How to Improve Your Life in Long-Term Addiction Recovery

What does long-term addiction recovery look like for you? After being sober for 1, 5, or even 10 years you may find yourself seeking new ways to “grow” in your addiction recovery. These tips will help you to continue to actively pursue a healthy, improved lifestyle.

1. Meditation

Meditation produces important changes in both the structure and function of the brain. One important finding is that meditation increases gray matter in the areas of the brain involved with learning and decision-making, good for overall health and preventing relapse. Meditation also helps with other problems, such as depression and anxiety.

2. Yoga

There is significant evidence to show that yoga, particularly focusing on yogic breathwork, decreases stress and diminishes symptoms of depression, anxiety, and PTSD. It will also loosen up the joints and muscles, improving flexibility, balance, and circulation. Those who practice yoga express having an improved quality of life.

3. Exercise

Research is beginning to indicate that regular, moderate exercise can help break compulsive behaviors. Of course, we all know that being fit is good for our health, but if it also helps prevent relapse, there is an added benefit to addicts.

4. Individual Therapy

We can all benefit from delving into the issues that led us to abuse substances in the first place, and those issues change over time.
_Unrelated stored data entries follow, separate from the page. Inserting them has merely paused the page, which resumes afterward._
//! The error returned when a document fails validation.

use std::fmt;

use crate::error::SchemaDiagnostic;

/// Error type for document validation.
///
/// Wraps every diagnostic found in one validation pass; never empty.
#[derive(Debug, Clone, PartialEq)]
pub struct SchemaError {
    diagnostics: Vec<SchemaDiagnostic>,
}

impl SchemaError {
    pub fn new(diagnostics: Vec<SchemaDiagnostic>) -> Self {
        Self { diagnostics }
    }

    pub fn diagnostics(&self) -> &[SchemaDiagnostic] {
        &self.diagnostics
    }
}

impl fmt::Display for SchemaError {
    fn fmt(&self, f: &mut fmt::Formatter<'_>) -> fmt::Result {
        if let Some(first) = self.diagnostics.first() {
            write!(f, "{first}")?;
            if self.diagnostics.len() > 1 {
                write!(f, " (+{} more)", self.diagnostics.len() - 1)?;
            }
        }
        Ok(())
    }
}

impl std::error::Error for SchemaError {}

impl From<SchemaDiagnostic> for SchemaError {
    fn from(diagnostic: SchemaDiagnostic) -> Self {
        Self {
            diagnostics: vec![diagnostic],
        }
    }
}

#[cfg(test)]
mod tests {
    use super::*;
    use crate::error::{ErrorCode, FieldPath};

    #[test]
    fn test_display_single() {
        let err: SchemaError =
            SchemaDiagnostic::new(ErrorCode::E201, "missing required field `nodes`", FieldPath::root())
                .into();
        assert_eq!(err.to_string(), "error[E201]: missing required field `nodes`");
    }

    #[test]
    fn test_display_multiple() {
        let err = SchemaError::new(vec![
            SchemaDiagnostic::new(ErrorCode::E300, "first", FieldPath::root().key("nodes")),
            SchemaDiagnostic::new(ErrorCode::E300, "second", FieldPath::root().key("nodes")),
            SchemaDiagnostic::new(ErrorCode::E300, "third", FieldPath::root().key("nodes")),
        ]);
        assert_eq!(err.to_string(), "error[E300] at nodes: first (+2 more)");
        assert_eq!(err.diagnostics().len(), 3);
    }
}
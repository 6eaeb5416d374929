//! The architecture document root and its layout request.

use std::{fmt, str::FromStr};

use serde::{Deserialize, Serialize};

use crate::{
    UnknownVariant,
    semantic::element::{Connection, Group, Node, NodeWalk},
};

/// Layout strategy selector.
///
/// The names match the `layout.type` strings of an architecture document.
///
/// # Variants
///
/// - `Hierarchical` - dependency-ranked layout (default)
/// - `Grid` - rank-free row-major grid
/// - `Layered` - ranks by canonical node type order
#[derive(Debug, Default, Clone, Copy, PartialEq, Eq, Hash, Deserialize, Serialize)]
#[serde(rename_all = "snake_case")]
pub enum LayoutKind {
    #[default]
    Hierarchical,
    Grid,
    Layered,
}

impl LayoutKind {
    pub fn as_str(self) -> &'static str {
        match self {
            Self::Hierarchical => "hierarchical",
            Self::Grid => "grid",
            Self::Layered => "layered",
        }
    }
}

impl FromStr for LayoutKind {
    type Err = UnknownVariant;

    fn from_str(s: &str) -> Result<Self, Self::Err> {
        match s {
            "hierarchical" => Ok(Self::Hierarchical),
            "grid" => Ok(Self::Grid),
            "layered" => Ok(Self::Layered),
            _ => Err(UnknownVariant::new("layout type", s)),
        }
    }
}

impl fmt::Display for LayoutKind {
    fn fmt(&self, f: &mut fmt::Formatter<'_>) -> fmt::Result {
        write!(f, "{}", self.as_str())
    }
}

/// Orientation of the rank axis.
///
/// `TB`/`BT` stack ranks vertically, `LR`/`RL` horizontally. `BT` and `RL`
/// mirror the rank axis so the last rank sits nearest the origin.
#[derive(Debug, Default, Clone, Copy, PartialEq, Eq, Hash, Deserialize, Serialize)]
pub enum Direction {
    #[default]
    TB,
    BT,
    LR,
    RL,
}

impl Direction {
    /// Returns true when ranks are stacked along the y axis.
    pub fn is_vertical(self) -> bool {
        matches!(self, Self::TB | Self::BT)
    }

    /// Returns true when the rank axis is mirrored.
    pub fn is_reversed(self) -> bool {
        matches!(self, Self::BT | Self::RL)
    }
}

impl FromStr for Direction {
    type Err = UnknownVariant;

    fn from_str(s: &str) -> Result<Self, Self::Err> {
        match s {
            "TB" => Ok(Self::TB),
            "BT" => Ok(Self::BT),
            "LR" => Ok(Self::LR),
            "RL" => Ok(Self::RL),
            _ => Err(UnknownVariant::new("direction", s)),
        }
    }
}

/// Spacing overrides requested by the document. Unset values fall back to
/// the configured defaults of the selected strategy.
#[derive(Debug, Default, Clone, Copy, PartialEq, Deserialize, Serialize)]
pub struct Spacing {
    node: Option<f32>,
    rank: Option<f32>,
}

impl Spacing {
    pub fn new(node: Option<f32>, rank: Option<f32>) -> Self {
        Self { node, rank }
    }

    /// Gap between neighbouring nodes inside one rank.
    pub fn node(&self) -> Option<f32> {
        self.node
    }

    /// Gap between consecutive ranks.
    pub fn rank(&self) -> Option<f32> {
        self.rank
    }
}

/// The `layout` section of an architecture document.
///
/// The requested strategy is kept verbatim: an unrecognized name is not a
/// schema violation, it is resolved later by the layout engine.
#[derive(Debug, Clone, PartialEq)]
pub struct LayoutSpec {
    requested_kind: String,
    direction: Direction,
    spacing: Spacing,
}

impl LayoutSpec {
    pub fn new(requested_kind: impl Into<String>, direction: Direction, spacing: Spacing) -> Self {
        Self {
            requested_kind: requested_kind.into(),
            direction,
            spacing,
        }
    }

    /// The strategy name exactly as the producer wrote it.
    pub fn requested_kind(&self) -> &str {
        &self.requested_kind
    }

    /// The strategy, if the requested name is one this crate implements.
    pub fn kind(&self) -> Option<LayoutKind> {
        self.requested_kind.parse().ok()
    }

    pub fn direction(&self) -> Direction {
        self.direction
    }

    pub fn spacing(&self) -> Spacing {
        self.spacing
    }
}

impl Default for LayoutSpec {
    fn default() -> Self {
        Self::new(
            LayoutKind::default().as_str(),
            Direction::default(),
            Spacing::default(),
        )
    }
}

/// A validated architecture document.
///
/// Produced once at ingress and immutable afterwards. Node ids are unique
/// across the whole tree; connection and group references are *not*
/// guaranteed to resolve, the layout engine drops the dangling ones.
#[derive(Debug, Clone, Default, PartialEq)]
pub struct Architecture {
    nodes: Vec<Node>,
    connections: Vec<Connection>,
    groups: Vec<Group>,
    layout: LayoutSpec,
}

impl Architecture {
    pub fn new(
        nodes: Vec<Node>,
        connections: Vec<Connection>,
        groups: Vec<Group>,
        layout: LayoutSpec,
    ) -> Self {
        Self {
            nodes,
            connections,
            groups,
            layout,
        }
    }

    /// Top-level nodes in document order.
    pub fn nodes(&self) -> &[Node] {
        &self.nodes
    }

    pub fn connections(&self) -> &[Connection] {
        &self.connections
    }

    pub fn groups(&self) -> &[Group] {
        &self.groups
    }

    pub fn layout(&self) -> &LayoutSpec {
        &self.layout
    }

    /// Walks every node of the document, nested ones included.
    pub fn walk(&self) -> NodeWalk<'_> {
        NodeWalk::new(&self.nodes)
    }
}
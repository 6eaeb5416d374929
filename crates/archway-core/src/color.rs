//! Color handling for Archway diagrams
//!
//! This module provides the [`Color`] type which wraps the `DynamicColor` type
//! from the color crate. Style tables and configuration values are parsed from
//! CSS color strings and written back out in the `#rrggbb` form that
//! whiteboard documents expect.

use std::{
    fmt,
    hash::{Hash, Hasher},
    str::FromStr,
};

use color::{DynamicColor, Srgb};

/// Wrapper around the `DynamicColor` type from the color crate
#[derive(Clone, Copy, PartialEq, Debug)]
pub struct Color {
    color: DynamicColor,
}

impl Eq for Color {}

impl Hash for Color {
    fn hash<H: Hasher>(&self, state: &mut H) {
        self.to_string().hash(state);
    }
}

impl Color {
    /// Create a new `Color` from a string
    /// This will parse CSS color strings such as "#ff0000", "rgb(255, 0, 0)", "red", etc.
    ///
    /// # Examples
    ///
    /// ```
    /// use archway_core::color::Color;
    ///
    /// let red = Color::new("#ff0000").unwrap();
    /// let blue = Color::new("blue").unwrap();
    /// assert!(Color::new("not-a-color").is_err());
    /// ```
    pub fn new(color_str: &str) -> Result<Self, String> {
        match DynamicColor::from_str(color_str) {
            Ok(color) => Ok(Self { color }),
            Err(err) => Err(format!("invalid color `{color_str}`: {err}")),
        }
    }

    /// Returns the alpha (transparency) component of this color.
    pub fn alpha(&self) -> f32 {
        self.color.components[3]
    }

    /// Returns the color as a lowercase `#rrggbb` string, or `"transparent"`
    /// for fully transparent colors.
    ///
    /// # Examples
    ///
    /// ```
    /// use archway_core::color::Color;
    ///
    /// assert_eq!(Color::new("red").unwrap().to_hex(), "#ff0000");
    /// assert_eq!(Color::new("transparent").unwrap().to_hex(), "transparent");
    /// ```
    pub fn to_hex(self) -> String {
        if self.alpha() == 0.0 {
            return "transparent".to_string();
        }
        let rgba = self.color.to_alpha_color::<Srgb>().to_rgba8();
        format!("#{:02x}{:02x}{:02x}", rgba.r, rgba.g, rgba.b)
    }
}

impl Default for Color {
    fn default() -> Self {
        Self::new("black").expect("'black' is a valid CSS color")
    }
}

impl fmt::Display for Color {
    fn fmt(&self, f: &mut fmt::Formatter<'_>) -> fmt::Result {
        write!(f, "{}", self.color)
    }
}
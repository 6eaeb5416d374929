//! Semantic model of an architecture document.
//!
//! These types describe *what* the architecture contains: components,
//! their typed relationships, and optional groupings. They carry no geometry
//! and no visual style; both are derived later by the layout engine.
//!
//! # Submodules
//!
//! - [`diagram`] - The document root: [`Architecture`], [`LayoutSpec`], [`LayoutKind`], [`Direction`]
//! - [`element`] - Elements: [`Node`], [`Connection`], [`Group`] and their closed type enums

pub mod diagram;
pub mod element;

pub use diagram::*;
pub use element::*;
//! Archway document validation
//!
//! This crate turns an untrusted architecture document into the validated
//! [`Architecture`] model of `archway-core`. Validation covers value kinds,
//! required fields, enum membership and id uniqueness. Connection and group
//! references are *not* resolved here; dangling ones are handled later by the
//! layout engine.
//!
//! # Example
//!
//! ```
//! let architecture = archway_parser::parse(r#"{
//!     "nodes": [
//!         {"id": "user", "type": "actor", "label": "User"},
//!         {"id": "api", "type": "service", "label": "API"}
//!     ],
//!     "connections": [{"from": "user", "to": "api", "type": "http"}]
//! }"#).unwrap();
//!
//! assert_eq!(architecture.nodes().len(), 2);
//! ```

pub mod error;
mod source;
mod validate;

use archway_core::semantic::Architecture;
use serde_json::Value;

pub use error::SchemaError;
pub use source::ArchitectureSource;

/// Parses and validates a JSON architecture document.
///
/// # Errors
///
/// Returns a [`SchemaError`] holding every syntax or schema violation found.
pub fn parse(input: &str) -> Result<Architecture, SchemaError> {
    validate::parse_str(input)
}

/// Validates an already parsed JSON value.
///
/// # Errors
///
/// Returns a [`SchemaError`] holding every schema violation found.
pub fn validate(value: &Value) -> Result<Architecture, SchemaError> {
    validate::validate_value(value)
}

/// Checks that node and group ids of an in-memory document are unique.
///
/// # Errors
///
/// Returns a [`SchemaError`] with one E400/E401 diagnostic per duplicate.
pub fn check_uniqueness(architecture: &Architecture) -> Result<(), SchemaError> {
    validate::check_uniqueness(architecture)
}
//! Configuration file loading for the CLI
//!
//! Finds and loads TOML configuration files from an explicit path, the local
//! project directory or the platform configuration directory.

use std::{
    fs,
    path::{Path, PathBuf},
};

use directories::ProjectDirs;
use log::{debug, info};
use thiserror::Error;

use archway::{ArchwayError, config::AppConfig};

/// Configuration-related errors for CLI
#[derive(Debug, Error)]
pub enum ConfigError {
    #[error("Failed to parse TOML configuration {path}: {message}")]
    Parse { path: PathBuf, message: String },

    #[error("Missing configuration file: {0}")]
    MissingFile(PathBuf),
}

impl From<ConfigError> for ArchwayError {
    fn from(err: ConfigError) -> Self {
        ArchwayError::Config(err.to_string())
    }
}

/// Find and load configuration from various locations
///
/// Search order:
/// 1. Explicit path if provided
/// 2. Local project directory (archway/config.toml)
/// 3. Platform-specific config directory
/// 4. Default config if none found
///
/// # Errors
///
/// Returns error if:
/// - Explicit path is provided but file doesn't exist
/// - Config file exists but cannot be parsed or holds invalid values
pub fn load_config(explicit_path: Option<impl AsRef<Path>>) -> Result<AppConfig, ArchwayError> {
    if let Some(path) = explicit_path {
        let path = path.as_ref();
        info!(path = path.display().to_string(); "Loading configuration from explicit path");
        return load_config_file(path);
    }

    let local_config = Path::new("archway/config.toml");
    if local_config.exists() {
        info!(path = local_config.display().to_string(); "Loading configuration from local path");
        return load_config_file(local_config);
    }

    if let Some(proj_dirs) = ProjectDirs::from("com", "archway", "archway") {
        let system_config = proj_dirs.config_dir().join("config.toml");

        if system_config.exists() {
            info!(path = system_config.display().to_string(); "Loading configuration from system path");
            return load_config_file(system_config);
        }

        debug!(path = system_config.display().to_string(); "System configuration file not found");
    } else {
        debug!("Could not determine platform-specific config directory");
    }

    debug!("No configuration file found, using default configuration");
    Ok(AppConfig::default())
}

/// Load and validate configuration from a TOML file
fn load_config_file(path: impl AsRef<Path>) -> Result<AppConfig, ArchwayError> {
    let path = path.as_ref();

    if !path.exists() {
        return Err(ConfigError::MissingFile(path.to_path_buf()).into());
    }

    let content = fs::read_to_string(path)?;
    let config: AppConfig = toml::from_str(&content).map_err(|err| ConfigError::Parse {
        path: path.to_path_buf(),
        message: err.to_string(),
    })?;
    config.validate()?;

    Ok(config)
}

#[cfg(test)]
mod tests {
    use std::io::Write;

    use super::*;

    #[test]
    fn test_explicit_missing_file_is_error() {
        let result = load_config(Some("does/not/exist.toml"));
        match result {
            Err(ArchwayError::Config(message)) => assert!(message.contains("Missing")),
            other => panic!("expected config error, got {other:?}"),
        }
    }

    #[test]
    fn test_explicit_file_is_loaded() {
        let mut file = tempfile::NamedTempFile::new().unwrap();
        writeln!(file, "[render]\nseed = 9\n\n[style]\ngrid_size = 10").unwrap();

        let config = load_config(Some(file.path())).unwrap();
        assert_eq!(config.render().seed(), Some(9));
        assert_eq!(config.style().grid_size(), 10);
    }

    #[test]
    fn test_invalid_values_are_rejected() {
        let mut file = tempfile::NamedTempFile::new().unwrap();
        writeln!(file, "[layout]\ncanvas_padding = -5.0").unwrap();

        let result = load_config(Some(file.path()));
        assert!(matches!(result, Err(ArchwayError::Config(_))));
    }
}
If you weren’t a parent when you were using but are now, for example, regular psychotherapy can help you process your emotions so you don’t fall back into patterns that could lead to relapse.

5. Healthy Eating

t sounds like a no-brainer, right? But most addicts enter recovery with abysmal personal care habits, particularly around food and diet. Learning how to feed yourself healthfully will not only make your body stronger, but will also improve your self-esteem.

6. Volunteer

Getting out of your normal routine to help others in a way that feels good to you will improve your outlook on life. Whether it’s 12-step “service” work, feeding the homeless, shopping for an elderly neighbor, or walking dogs at the animal shelter, doing for those in need will help prevent relapse; you can’t let those people who depend on you down by going down the rabbit hole of substance abuse. Relapse is harder when you’re connected to others.